When a person has already had a transplant, Watson said, it can be difficult to find another kidney that the body won’t reject. Watson’s name and information are listed with hospitals and programs across the country that match donors with people in need. Despite undergoing dialysis and having a limited diet, Watson remains positive about his illness, happy to speak with people about it whenever he’s asked and always sporting a bracelet that promotes kidney-disease awareness.

“I don’t know how I stay positive, but I just do,” Watson said.

Watson, who is currently bunking with his parents in his childhood home, is in the process of buying a home in Newport. He decided to make the move home after his father, a lawyer in the city since the ’60s, talked to him about the benefits of a small-town practice.

Watson, who says he “backed into law school” after taking the LSAT as a backup plan, had at first thought of being a corporate lawyer. After attending Washington and Lee in Virginia and transferring to Rhodes College in Memphis as an undergrad, Watson attained his law degree from the University of Arkansas at Fayetteville. After graduation, he lived in England for six months, then in New York City for a year before moving to Texas, then back to Arkansas, where he finally found his calling.

“I worked for my dad on and off when I graduated,” Watson said. “One case I worked on a lot for a small farmer really helped me decide on being a small-town lawyer.”

The client’s small farm was surrounded by land owned by another farmer with thousands of acres. The farmer with the bigger property wanted the smaller farm, but the owner refused to sell, Watson said. The big-property farmer decided to put farm equipment on a shared road to block the small-time farmer’s access to his own fields, forcing the farmer to spend much more money in gas by taking a longer route.

“The farmer was looking at going bankrupt,” Watson said. “I got to go out all over the area and interview people for evidence in the case.”

Eventually, the road was given an easement, and the farmer was allowed to use and keep his farm.

“I thought, ‘This is neat,’” Watson said. “I could see my work making an impact.”

Watson sees democracy as working best in small doses, and he believed that moving back to Newport would give him the opportunity to have a bigger impact.

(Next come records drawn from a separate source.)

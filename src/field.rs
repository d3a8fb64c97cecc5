//! Field values and per-field UI state.
use serde::{Deserialize, Serialize};

#[derive(
    Debug, Clone, PartialEq, Eq, Default, Serialize, Deserialize, minicbor::Encode, minicbor::Decode,
)]
pub enum FieldValue {
    #[default]
    #[n(0)]
    Empty,
    #[n(1)]
    Text(#[n(0)] String),
    #[n(2)]
    Flag(#[n(0)] bool),
}

impl FieldValue {
    pub fn text(value: impl Into<String>) -> Self {
        let value = value.into();
        if value.is_empty() {
            FieldValue::Empty
        } else {
            FieldValue::Text(value)
        }
    }

    pub fn as_str(&self) -> &str {
        match self {
            FieldValue::Text(s) => s,
            _ => "",
        }
    }

    /// Non-empty after trimming, or a checked flag.
    pub fn is_filled(&self) -> bool {
        match self {
            FieldValue::Empty => false,
            FieldValue::Text(s) => !s.trim().is_empty(),
            FieldValue::Flag(b) => *b,
        }
    }

    pub fn is_checked(&self) -> bool {
        matches!(self, FieldValue::Flag(true))
    }
}

impl From<&str> for FieldValue {
    fn from(value: &str) -> Self {
        FieldValue::text(value)
    }
}

impl From<String> for FieldValue {
    fn from(value: String) -> Self {
        FieldValue::text(value)
    }
}

impl From<bool> for FieldValue {
    fn from(value: bool) -> Self {
        FieldValue::Flag(value)
    }
}

/// Mutable metadata the rules and validators maintain for each field.
#[derive(Debug, Clone, Copy, PartialEq, Eq)]
pub struct FieldState {
    pub required: bool,
    pub readonly: bool,
    pub visible: bool,
    pub invalid: bool,
}

impl FieldState {
    pub fn new(required: bool) -> Self {
        Self {
            required,
            readonly: false,
            visible: true,
            invalid: false,
        }
    }
}

/// Where a write comes from. Only user edits propagate to dependent fields.
#[derive(Debug, Clone, Copy, PartialEq, Eq)]
pub enum EditOrigin {
    User,
    Derived,
    Prefill,
}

“I also get to learn the practice of law from my dad, who has been in the business for 45 years,” Watson said. “I like the idea of having my own clients instead of doing paperwork for the first five years.”

When he’s not working at the firm with his father and brother Todd, who just graduated from George Washington University, Watson tries to participate as much as he can in the Newport community. Watson is currently involved in several groups, including the Chamber of Commerce, The Learning Center’s board of directors, the Walnut Grove Cemetery’s board of directors and the Rotary Club.

Watson has also circled back to become a mentor for activities he participated in as a kid in Newport. He volunteers as a tennis coach at the high school and as a youth leader at St. Paul’s Episcopal Church.

“Really, this whole thing is a reminder that I’m grown up now,” Watson said. “The kids in the youth group will find pictures of me from when I was in a kid in ’92. It’s a trip.”

Though he’s only been back in town for less than two years, Watson’s weeks are already packed. When he does have free time, he likes to spend it with his girlfriend, who lives in Jonesboro, or working with his as-yet-unamed ’80s cover band.

“Being involved in the community is what I was thinking would be great about the job when I moved to Newport,” Watson said. “Newport used to be a bigger place with a stronger community, and I think that’s fallen off in the last 20 years or so. We need to get people motivated. This is the kind of place where one person’s voice can be heard.”